Sıfırla Bir Arasında şimdisini kaybetmiş bir kuşağın çocukları olarak her gün farklı cevaplar aradıkları büyük soruların içinde kaybolmuş, kendi duvarları arasında sıkışıp kalmış dört kişinin hikâyesini anlatır. Bir oyuncakçı dükkânı olan John oyun, doktora öğrencisi karısı Alice tez yazmaya çalışmaktadır. Onlarla birlikte yaşayan Jeff John’un dükkânında çalışmaktadır. Eve misafir gelen Julia ünlü olmaya çabalayan bir oyuncudur.

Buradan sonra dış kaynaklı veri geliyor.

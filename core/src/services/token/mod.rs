//! Token codec module for JWT management
//!
//! This module handles:
//! - Loading the symmetric signing key at startup
//! - Issuing signed tokens that embed the revocation counter
//! - Verifying signatures and decoding the typed claims

mod codec;
mod config;
mod signing_key;

#[cfg(test)]
mod tests;

pub use codec::TokenCodec;
pub use config::{TokenCodecConfig, MAX_TOKEN_TTL_SECONDS};
pub use signing_key::{SigningKey, MIN_SECRET_LENGTH};
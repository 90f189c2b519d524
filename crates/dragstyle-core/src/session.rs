//! One player's game: canvas, gestures, page background and login.

use crate::canvas::{CanvasCommand, ElementStore};
use crate::confirm::{DestructiveAction, PendingConfirmation};
use crate::drag::DragEngine;
use crate::element::{CanvasElement, Color, ElementId, ElementKind};
use crate::input::{DropContext, PointerEvent};
use crate::markup;
use crate::scores::{ScoreBackend, ScoreRecord, User, ValidationError, validate_username};
use crate::scoring::{self, ScoreReport};
use crate::storage::StorageError;
use kurbo::{Point, Vec2};
use thiserror::Error;

/// Session errors.
#[derive(Debug, Error)]
pub enum SessionError {
    #[error(transparent)]
    Validation(#[from] ValidationError),
    #[error("No player is logged in")]
    NotLoggedIn,
    #[error(transparent)]
    Storage(#[from] StorageError),
}

/// State of a single play session.
#[derive(Debug, Clone)]
pub struct GameSession {
    canvas: ElementStore,
    drag: DragEngine,
    background: Color,
    player: Option<User>,
}

impl Default for GameSession {
    fn default() -> Self {
        Self::new()
    }
}

impl GameSession {
    pub fn new() -> Self {
        Self {
            canvas: ElementStore::new(),
            drag: DragEngine::new(),
            background: Color::white(),
            player: None,
        }
    }

    /// Validate `raw_username` and log the player in through `backend`.
    pub async fn login<B: ScoreBackend + ?Sized>(
        &mut self,
        backend: &B,
        raw_username: &str,
    ) -> Result<User, SessionError> {
        let username = validate_username(raw_username)?;
        let user = backend.create_or_get_user(&username).await?;
        self.player = Some(user.clone());
        Ok(user)
    }

    /// Resume a session for a user restored from storage.
    pub fn resume(&mut self, user: User) {
        self.player = Some(user);
    }

    pub fn player(&self) -> Option<&User> {
        self.player.as_ref()
    }

    pub fn canvas(&self) -> &ElementStore {
        &self.canvas
    }

    pub fn drag(&self) -> &DragEngine {
        &self.drag
    }

    pub fn background(&self) -> Color {
        self.background
    }

    pub fn set_background(&mut self, color: Color) {
        self.background = color;
    }

    /// Apply a non-destructive canvas command.
    ///
    /// `Clear` is ignored here; it goes through [`GameSession::request_clear`].
    pub fn apply(&mut self, command: CanvasCommand) {
        if matches!(command, CanvasCommand::Clear) {
            log::warn!("Clear requested without confirmation; ignored");
            return;
        }
        self.canvas = std::mem::take(&mut self.canvas).apply(command);
    }

    pub fn drop_new(&mut self, kind: ElementKind, ctx: &DropContext) -> ElementId {
        self.drag.drop_new(&mut self.canvas, kind, ctx)
    }

    pub fn drop_existing(&mut self, id: ElementId, delta: Vec2) {
        self.drag.drop_existing(&mut self.canvas, id, delta);
    }

    pub fn begin_resize(&mut self, id: ElementId, pointer: Point) -> bool {
        self.drag.begin_resize(&self.canvas, id, pointer)
    }

    pub fn handle_pointer(&mut self, event: PointerEvent) {
        self.drag.handle_pointer(&mut self.canvas, event);
    }

    /// Score the current canvas.
    pub fn check_score(&self) -> ScoreReport {
        scoring::score(self.canvas.elements())
    }

    /// Markup for the whole canvas.
    pub fn markup(&self) -> String {
        markup::serialize(self.canvas.elements(), self.background)
    }

    /// Markup for one element, or `None` if it is not on the canvas.
    pub fn element_markup(&self, id: ElementId) -> Option<String> {
        self.canvas
            .get(id)
            .map(|element| markup::serialize_single(element, self.background))
    }

    /// Score the canvas and save the result with a snapshot of the layout.
    pub async fn save_score<B: ScoreBackend + ?Sized>(
        &self,
        backend: &B,
    ) -> Result<(ScoreReport, ScoreRecord), SessionError> {
        let player = self.player.as_ref().ok_or(SessionError::NotLoggedIn)?;
        let report = self.check_score();
        let snapshot: Vec<CanvasElement> = self.canvas.snapshot();
        let record = backend
            .save_score(&player.id, i64::from(report.total), snapshot)
            .await?;
        Ok((report, record))
    }

    pub fn request_clear(&self) -> PendingConfirmation {
        PendingConfirmation::new(DestructiveAction::ClearCanvas)
    }

    pub fn request_end_session(&self) -> PendingConfirmation {
        PendingConfirmation::new(DestructiveAction::EndSession)
    }

    pub(crate) fn clear_canvas(&mut self) {
        self.drag.end_resize();
        self.canvas.clear();
    }

    pub(crate) fn end(&mut self) {
        self.clear_canvas();
        self.background = Color::white();
        self.player = None;
    }
}

#[cfg(test)]
mod tests {
    use super::*;
    use crate::clock::ManualClock;
    use crate::markup::EMPTY_PLACEHOLDER;
    use crate::scores::LocalScoreStore;
    use crate::storage::MemoryStorage;
    use chrono::DateTime;
    use kurbo::Rect;
    use pollster::block_on;

    fn backend() -> LocalScoreStore<MemoryStorage> {
        let start = DateTime::from_timestamp_millis(1_700_000_000_000).unwrap();
        LocalScoreStore::with_clock(MemoryStorage::new(), ManualClock::new(start))
    }

    fn ctx(x: f64, y: f64) -> DropContext {
        DropContext::new(Rect::new(0.0, 0.0, 800.0, 600.0), Point::new(x, y), Vec2::ZERO)
    }

    #[test]
    fn test_login_validates() {
        let backend = backend();
        let mut session = GameSession::new();

        let err = block_on(session.login(&backend, "   ")).unwrap_err();
        assert_eq!(err.to_string(), "Please enter a username.");
        let err = block_on(session.login(&backend, &"x".repeat(21))).unwrap_err();
        assert_eq!(err.to_string(), "Username must be 20 characters or less.");
        assert!(session.player().is_none());

        let user = block_on(session.login(&backend, "  Alice ")).unwrap();
        assert_eq!(user.username, "Alice");
        assert_eq!(session.player(), Some(&user));
    }

    #[test]
    fn test_resume_from_stored_user() {
        let backend = backend();
        block_on(backend.create_or_get_user("Eve")).unwrap();

        let mut session = GameSession::new();
        session.resume(backend.current_user().unwrap());
        let (_, record) = block_on(session.save_score(&backend)).unwrap();
        assert_eq!(record.user_id, session.player().unwrap().id);
    }

    #[test]
    fn test_save_requires_login() {
        let backend = backend();
        let session = GameSession::new();
        let err = block_on(session.save_score(&backend)).unwrap_err();
        assert!(matches!(err, SessionError::NotLoggedIn));
        assert!(backend.scores().is_empty());
    }

    #[test]
    fn test_save_scores_current_canvas() {
        let backend = backend();
        let mut session = GameSession::new();
        block_on(session.login(&backend, "Bob")).unwrap();
        session.drop_new(ElementKind::Header, &ctx(20.0, 20.0));
        session.drop_new(ElementKind::Nav, &ctx(20.0, 120.0));

        let (report, record) = block_on(session.save_score(&backend)).unwrap();
        assert_eq!(report.total, 35);
        assert_eq!(record.score, 35);
        assert_eq!(record.layout_snapshot, session.canvas().snapshot());
    }

    #[test]
    fn test_clear_needs_confirmation() {
        let mut session = GameSession::new();
        session.drop_new(ElementKind::Button, &ctx(20.0, 20.0));
        session.apply(CanvasCommand::Clear);
        assert_eq!(session.canvas().len(), 1);

        session.request_clear().confirm(&mut session);
        assert!(session.canvas().is_empty());
        assert_eq!(session.markup(), EMPTY_PLACEHOLDER);
    }

    #[test]
    fn test_end_session_resets() {
        let backend = backend();
        let mut session = GameSession::new();
        block_on(session.login(&backend, "Cara")).unwrap();
        session.set_background(Color::black());
        let id = session.drop_new(ElementKind::Section, &ctx(50.0, 50.0));
        assert!(session.begin_resize(id, Point::new(250.0, 100.0)));

        session.request_end_session().confirm(&mut session);
        assert!(session.player().is_none());
        assert!(session.canvas().is_empty());
        assert!(!session.drag().is_resizing());
        assert_eq!(session.background(), Color::white());
    }

    #[test]
    fn test_element_markup() {
        let mut session = GameSession::new();
        let id = session.drop_new(ElementKind::H2, &ctx(20.0, 20.0));
        let doc = session.element_markup(id).unwrap();
        assert!(doc.contains("  <h2>Subheading</h2>"));
        assert!(session.element_markup(uuid::Uuid::new_v4()).is_none());
    }

    #[test]
    fn test_gesture_through_session() {
        let mut session = GameSession::new();
        let id = session.drop_new(ElementKind::Section, &ctx(50.0, 50.0));
        session.begin_resize(id, Point::new(100.0, 100.0));
        let position = Point::new(150.0, 110.0);
        session.handle_pointer(PointerEvent::Move { position });
        session.handle_pointer(PointerEvent::Up { position });

        let size = session.canvas().get(id).unwrap().size;
        assert_eq!(size.width, Some(250.0));
        assert_eq!(size.height, Some(60.0));
        assert!(!session.drag().is_resizing());
    }
}
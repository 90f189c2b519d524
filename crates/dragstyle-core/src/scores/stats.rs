//! Per-user statistics derived from score records.

use super::ScoreRecord;
use chrono::{DateTime, Utc};
use serde::{Deserialize, Serialize};

/// Summary of one user's games. Empty history yields `None`s and zero games.
#[derive(Debug, Clone, Default, PartialEq, Serialize, Deserialize)]
#[serde(rename_all = "camelCase")]
pub struct UserStats {
    pub highest_score: Option<i64>,
    pub last_score: Option<i64>,
    pub average_score: Option<i64>,
    pub total_games: usize,
    pub last_played: Option<DateTime<Utc>>,
}

/// Best score among `records`, or `None` if there are none.
pub fn highest_score(records: &[ScoreRecord]) -> Option<i64> {
    records.iter().map(|r| r.score).max()
}

/// Compute stats over one user's records (in any order).
pub fn user_stats(records: &[ScoreRecord]) -> UserStats {
    let Some(latest) = newest(records.iter()) else {
        return UserStats::default();
    };
    UserStats {
        highest_score: highest_score(records),
        last_score: Some(latest.score),
        average_score: Some(rounded_mean(records)),
        total_games: records.len(),
        last_played: Some(latest.created_at),
    }
}

/// Mean score rounded half-up (87.5 becomes 88). Summed wide so any mix of
/// `i64` scores averages without overflow.
fn rounded_mean(records: &[ScoreRecord]) -> i64 {
    let sum: i128 = records.iter().map(|r| i128::from(r.score)).sum();
    let count = records.len() as i128;
    let rounded = (2 * sum + count).div_euclid(2 * count);
    // the mean of i64 values rounds back into i64 range
    i64::try_from(rounded).unwrap_or(if rounded < 0 { i64::MIN } else { i64::MAX })
}

/// Most recent record; the earliest in slice order wins a timestamp tie.
pub(crate) fn newest<'a>(
    records: impl IntoIterator<Item = &'a ScoreRecord>,
) -> Option<&'a ScoreRecord> {
    records.into_iter().reduce(|best, r| if r.created_at > best.created_at { r } else { best })
}
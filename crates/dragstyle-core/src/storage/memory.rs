//! In-memory storage implementation.

use super::{Storage, StorageError, StorageResult};
use std::collections::HashMap;
use std::sync::RwLock;

/// In-memory storage for testing and ephemeral use.
#[derive(Debug, Default)]
pub struct MemoryStorage {
    values: RwLock<HashMap<String, String>>,
}

impl MemoryStorage {
    /// Create a new empty memory storage.
    pub fn new() -> Self {
        Self::default()
    }
}

impl Storage for MemoryStorage {
    fn load(&self, key: &str) -> StorageResult<Option<String>> {
        let values = self
            .values
            .read()
            .map_err(|e| StorageError::Other(format!("Lock error: {}", e)))?;
        Ok(values.get(key).cloned())
    }

    fn save(&self, key: &str, value: &str) -> StorageResult<()> {
        let mut values = self
            .values
            .write()
            .map_err(|e| StorageError::Other(format!("Lock error: {}", e)))?;
        values.insert(key.to_string(), value.to_string());
        Ok(())
    }

    fn delete(&self, key: &str) -> StorageResult<()> {
        let mut values = self
            .values
            .write()
            .map_err(|e| StorageError::Other(format!("Lock error: {}", e)))?;
        values.remove(key);
        Ok(())
    }
}

#[cfg(test)]
mod tests {
    use super::*;

    #[test]
    fn test_save_and_load() {
        let storage = MemoryStorage::new();
        storage.save("users", "[]").unwrap();
        assert_eq!(storage.load("users").unwrap().as_deref(), Some("[]"));
    }

    #[test]
    fn test_missing_key() {
        let storage = MemoryStorage::new();
        assert!(storage.load("nonexistent").unwrap().is_none());
    }

    #[test]
    fn test_save_replaces() {
        let storage = MemoryStorage::new();
        storage.save("scores", "[1]").unwrap();
        storage.save("scores", "[1,2]").unwrap();
        assert_eq!(storage.load("scores").unwrap().as_deref(), Some("[1,2]"));
    }

    #[test]
    fn test_delete() {
        let storage = MemoryStorage::new();
        storage.save("currentUser", "{}").unwrap();
        storage.delete("currentUser").unwrap();
        assert!(storage.load("currentUser").unwrap().is_none());
        // Deleting again is fine.
        storage.delete("currentUser").unwrap();
    }
}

Büyük şehrin büyük bir apartmanının çatı katında geçen oyunu, yazarı Ayşegül Tekin bütün oyuncuların her an sahnede olduğu, rolleri olmadığında sahne üzerindeki eylemliliklerinin yoğunluğu azaltılmış şekilde devam ettirdikleri bir tür kapalı oturum olarak yönetir. Sahne ve kostüm tasarımını üstlenen Ceren Yılmaz, yönetmenin arzuladığı kapalılık ve içiçeliği suç mahalli gibi kırmızı bantlarla dış dünyadan koparılmış, birkaç tahta bank ve az sayıda aksesuarla döşenmiş soyut ve işlevsel bir mekânda var eder. Hiç ara vermeksizin oynanan, gerek metinde, gerek sahnelemede kronolojinin bilinçli olarak kırıldığı oyun zamanda atlamalarla ilerler. Zamansal olarak bazen ileriye, bazen geriye doğru akan anlatıda, zaman farkları, hayal ile gerçek, düşlenenle yaşananlar, düşünülenlerle söylenenler iç içe geçer. Zamansal ve düşsel değişimlerin ipuçlarını sadece ışık büyücüsü Ayşe Sedef Ayter’in, ışık dramaturgisi olarak nitelendirebileceğimiz benzersiz tasarımı duyumsatır. Metin en büyük gücü bu soyutlamanın seyirciye yolunu katiyen kaybettirmeyişidir. Aksine izlemeye daha katılımcı ve heyecan verici bir boyut katar. Altay İcimsoy, Çağdaş Tekin, Sıla Erkan ve Tuğçe Mine Çakır’ın kusursuz ekip oyunculuğu, zaman ve temalardaki git-gellere büyük doğallıkla uyum sağlar.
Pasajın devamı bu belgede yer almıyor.